I do a lot of long distance driving; I love fast-food restaurants. I have also spent a lot of time in California (and go back twice/year). One of the first fast-food restaurants I first saw when I moved to Los Angeles 30 or 40 years ago was Carl's Jr. I always wondered why I never saw new ones going up in southern California. I assume "In 'N Out" was part of the reason, but so is the story being reported by CNBC below.
CNBC is reporting via Yahoo!Finance is reporting:
CKE Restaurants' roots began in California roughly seven decades ago, but you won't see the parent company of Carl's Jr. and Hardee's expanding there much anymore.What's causing what company CEO Andy Puzder describes as "very little growth" in the state?
That's as far as I've read ... so far. Let's see if the 800-pound gorilla in the room is mentioned?In part it's because "the minimum wage is so high so it's harder to come up with profitable business models," Puzder said in an interview. The state's minimum wage is set to rise to $9 in July, making it among the nation's highest, and $10 by January 2016.
Yup, there it is, a bit farther down:
ObamaCare regulations, which impact businesses with 50 or more workers more than those with fewer employees, are also affecting CKE's franchise growth.
"I actually have franchisees...who've either gotten out of the business or refused to build two restaurants because with one restaurant you have less than 50 employees," he said. "With two, you have more than 50."
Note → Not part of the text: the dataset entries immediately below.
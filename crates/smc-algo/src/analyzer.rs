//! Component D — Chain Analyzer.
//!
//! Runs the two-track power iteration described in SPEC_FULL.md §4.4:
//! the ordinary distribution `π` (which settles on absorbing states) and
//! the absorption-stripped distribution `π̃` (which answers "given a
//! trajectory has not yet terminated, what has it accumulated so far").
//! Counters are reduced against both in lockstep to produce the mean and
//! the termination-conditioned histogram.

use std::collections::BTreeMap;

use smc_core::{HistogramEntry, Matrix, Metrics, SmcError, SmcResult};
use tracing::info;

/// Tuning knobs for [`analyze`]. Defaults match the specification: a cap of
/// 2000 iterations and an ℓ₂ convergence tolerance of `1e-6`.
#[derive(Debug, Clone, Copy)]
pub struct AnalyzerConfig {
    pub max_iterations: usize,
    pub tolerance: f64,
}

impl Default for AnalyzerConfig {
    fn default() -> Self {
        Self {
            max_iterations: 2000,
            tolerance: 1e-6,
        }
    }
}

/// Why iteration stopped. Logged for diagnostics only; both states return a
/// valid result.
#[derive(Debug, Clone, Copy, PartialEq, Eq)]
pub enum StopReason {
    Converged,
    Exhausted,
}

/// The stationary distribution plus the metrics record.
pub struct AnalysisResult {
    pub pi: Vec<f64>,
    pub metrics: Metrics,
    pub stop_reason: StopReason,
    pub iterations: usize,
}

/// Run the two-track power iteration starting from `pi0` (canonically
/// `e_0`, i.e. all mass on state 0).
///
/// # Errors
///
/// Returns `NumericError` if a NaN appears in `π` during iteration.
pub fn analyze(
    p: &Matrix,
    cost: &BTreeMap<String, Matrix>,
    pi0: &[f64],
    config: AnalyzerConfig,
) -> SmcResult<AnalysisResult> {
    let n = p.n();
    if n == 0 {
        return Ok(AnalysisResult {
            pi: Vec::new(),
            metrics: Metrics::default(),
            stop_reason: StopReason::Converged,
            iterations: 0,
        });
    }

    let absorbing: Vec<bool> = (0..n).map(|i| is_absorbing(p, i)).collect();

    // E_k = C_k ⊙ P, and its row sums — the expected one-step contribution
    // of counter k from each state.
    let expected_step: BTreeMap<String, Vec<f64>> = cost
        .iter()
        .map(|(name, c_k)| (name.clone(), c_k.hadamard(p).row_sums()))
        .collect();

    let mut pi = pi0.to_vec();
    let mut pi_tilde = pi0.to_vec();
    strip_absorbing(&mut pi_tilde, &absorbing);

    let mut mean: BTreeMap<String, f64> = cost.keys().map(|k| (k.clone(), 0.0)).collect();
    let mut raw: BTreeMap<String, f64> = cost.keys().map(|k| (k.clone(), 0.0)).collect();
    let mut histogram: Vec<HistogramEntry> = Vec::new();

    let mut prev_term = 0.0_f64;
    let mut stop_reason = StopReason::Exhausted;
    let mut iterations = 0;

    for t in 0..config.max_iterations {
        iterations = t + 1;

        for (name, step) in &expected_step {
            let contribution_mean: f64 = pi.iter().zip(step).map(|(p_i, s_i)| p_i * s_i).sum();
            let contribution_raw: f64 = pi_tilde.iter().zip(step).map(|(p_i, s_i)| p_i * s_i).sum();
            *mean.get_mut(name).unwrap() += contribution_mean;
            *raw.get_mut(name).unwrap() += contribution_raw;
        }

        let next_pi = p.left_mul_row(&pi);
        check_finite(&next_pi)?;

        let delta = l2_distance(&next_pi, &pi);

        let mut next_pi_tilde = p.left_mul_row(&pi_tilde);
        check_finite(&next_pi_tilde)?;
        strip_absorbing(&mut next_pi_tilde, &absorbing);

        pi = next_pi;
        pi_tilde = next_pi_tilde;

        let term: f64 = (0..n).filter(|&j| absorbing[j]).map(|j| pi[j]).sum();
        if term > prev_term {
            histogram.push(HistogramEntry {
                probability: term,
                counters: raw.clone(),
            });
        }
        prev_term = term;

        if delta < config.tolerance {
            stop_reason = StopReason::Converged;
            break;
        }
    }

    info!(
        ?stop_reason,
        iterations,
        histogram_len = histogram.len(),
        "chain analysis finished"
    );

    Ok(AnalysisResult {
        pi,
        metrics: Metrics { mean, histogram },
        stop_reason,
        iterations,
    })
}

/// A state is absorbing iff `P[i][i] == 1` and it has no other mass — i.e.
/// it is a single self-loop with weight 1, per SPEC_FULL.md §3.
fn is_absorbing(p: &Matrix, i: usize) -> bool {
    (p.get(i, i) - 1.0).abs() < 1e-9
}

/// Zero out absorbing-state mass and renormalize to sum to 1. If the
/// remaining mass is (numerically) zero, leave the vector as all zero and
/// skip renormalization — there is nothing left to normalize.
fn strip_absorbing(v: &mut [f64], absorbing: &[bool]) {
    for (i, is_abs) in absorbing.iter().enumerate() {
        if *is_abs {
            v[i] = 0.0;
        }
    }
    let sum: f64 = v.iter().sum();
    if sum > 1e-12 {
        for x in v.iter_mut() {
            *x /= sum;
        }
    }
}

fn l2_distance(a: &[f64], b: &[f64]) -> f64 {
    a.iter()
        .zip(b)
        .map(|(x, y)| (x - y).powi(2))
        .sum::<f64>()
        .sqrt()
}

fn check_finite(v: &[f64]) -> SmcResult<()> {
    if v.iter().any(|x| x.is_nan()) {
        return Err(SmcError::NumericError(
            "NaN produced during power iteration".into(),
        ));
    }
    Ok(())
}

/// The canonical initial distribution: all mass on state 0.
pub fn initial_distribution(n: usize) -> Vec<f64> {
    let mut v = vec![0.0; n];
    if n > 0 {
        v[0] = 1.0;
    }
    v
}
Apparently at least one group of Chicago aldermen want to minimize entry-level jobs and even minimize new fast-food outlets by proposing a $15/hour minimum wage. But Seattle appears to be beating Chicago to its own no-growth program; a Seattle city council committee voted for a $15/hour minimum wage and now the entire city council will decide.Instead, some cautious franchisees are considering alternatives to expanding their businesses.